Diantara para punggawa dholim itu ada satu yang perilakunya merupakan fotokopi pendekar. Jadi, apa yang ada dipikiran pendekar itu ada persis seperti di pikiran punggawa itu. Dialah punggawa kesayangan pendekar. Sekilas wajahnya seperti orang baik dan polos. Namun, satu jam saja bersama dia, bisa dirasakan magnetik kebenciannya kepada orang-orang yang menjunjung idealisme. Dia berjuang mati-matian untuk menjaga nama naik pendekar dan supaya pendekar tidak dijuluki sebagai pendekar jurus mabuk, karena sebenarnya julukan itu adalah cemoohan kepadanya dari para kesatria dan rakyat atas kebijakannya yang amburadul dan tidak tersistem atau bahkan terkesan primitif. Dia selalu berpenampilan ramah kepada kesatria yang dianggap musuhnya, ya halus, supaya musuhnya tidak tahu bahwa sebentar lagi dia akan mati. Ilmu licik itu seolah sudah mendarah daging di tulang sum-sumnya tanpa ada rasa bersalah sedikitpun, apalagi rasa berdosa. Makanya mereka dikatakan "berdarah dingin itu". Meskipun korban (jika rakyat) tahu akan gelagat dia ke sana (akan menghabisinya), sebagai orang yang belum pernah mengenyam ilmu hitam, apalagi mempraktikkannya, apalagi dapat gelar berhati hitam, tentu mereka berusaha bersikap polos dan selalu menjaga pikiran positif kepada punggawa seperti yang dilakukan pula oleh para kesatria. Ternyata kepolosan, kejujuran, dan etikat baik rakyat/kesatriapun akhirnya dipakai pula sebagai senjata melumpuhkan. Bahkan, semboyannya meskipun orang yang dianggap musuh/lawan sudah tinggal separuh nafas, tetap harus dihabisi.
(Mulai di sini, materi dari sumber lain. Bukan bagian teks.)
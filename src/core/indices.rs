use hashbrown::HashMap;

use crate::types::BookId;

pub type VecIndex<K> = HashMap<K, Vec<BookId>>;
Pendekar jurus mabuk yang berambut keriting itu sudah berkali-kali merebounding rambutnya, tapi tetap saja tidak bisa lurus-lurus, bahkan kapster sering minta ongkos dobel untuk meluruskannya karena membutuhkan waktu 3x lipat dibandingkan dengan rambut perempuan pada umumnya. Menurut kapster yang suka nginang itu (paranormal juga) yang keriting bukan sekedar rambutnya, tapi memang pikiran-pikirannya juga keriting. Dia tidak pernah berpikir lurus, sedangkan rambut merupakan bagian tubuh yang melekat pada organ kepala. Rambut itu paling dekat dengan otak manusia yang menyimpan berjuta pikiran. Jadi bisa ditebak berjuta pikiran semrawut ada di otaknya. Pantas saja kebijakan-kebijakannya semrawut juga sesemrawut rambut dan pikrannya itu. Kapster untuk meluruskan rambutnya saja perlu waktu 3x apalagi untuk meluruskan pikirannya. Memerlukan waktu 3x lipat lagi dari waktu meluruskan rambut. Bahkan kapster pernah minta ampun agar tidak rebounding lagi di tempatnya karena meskipun seperti tidur waktu direbounding pikirannya masih berjalan ke sana- ke mari yang tentu sangat merepotkan kapster. "Wah pendekar hitam ini memang tidak bisa menjadi orang putih, akan tetap hitam sampai api neraka nanti menghanguskan badannya".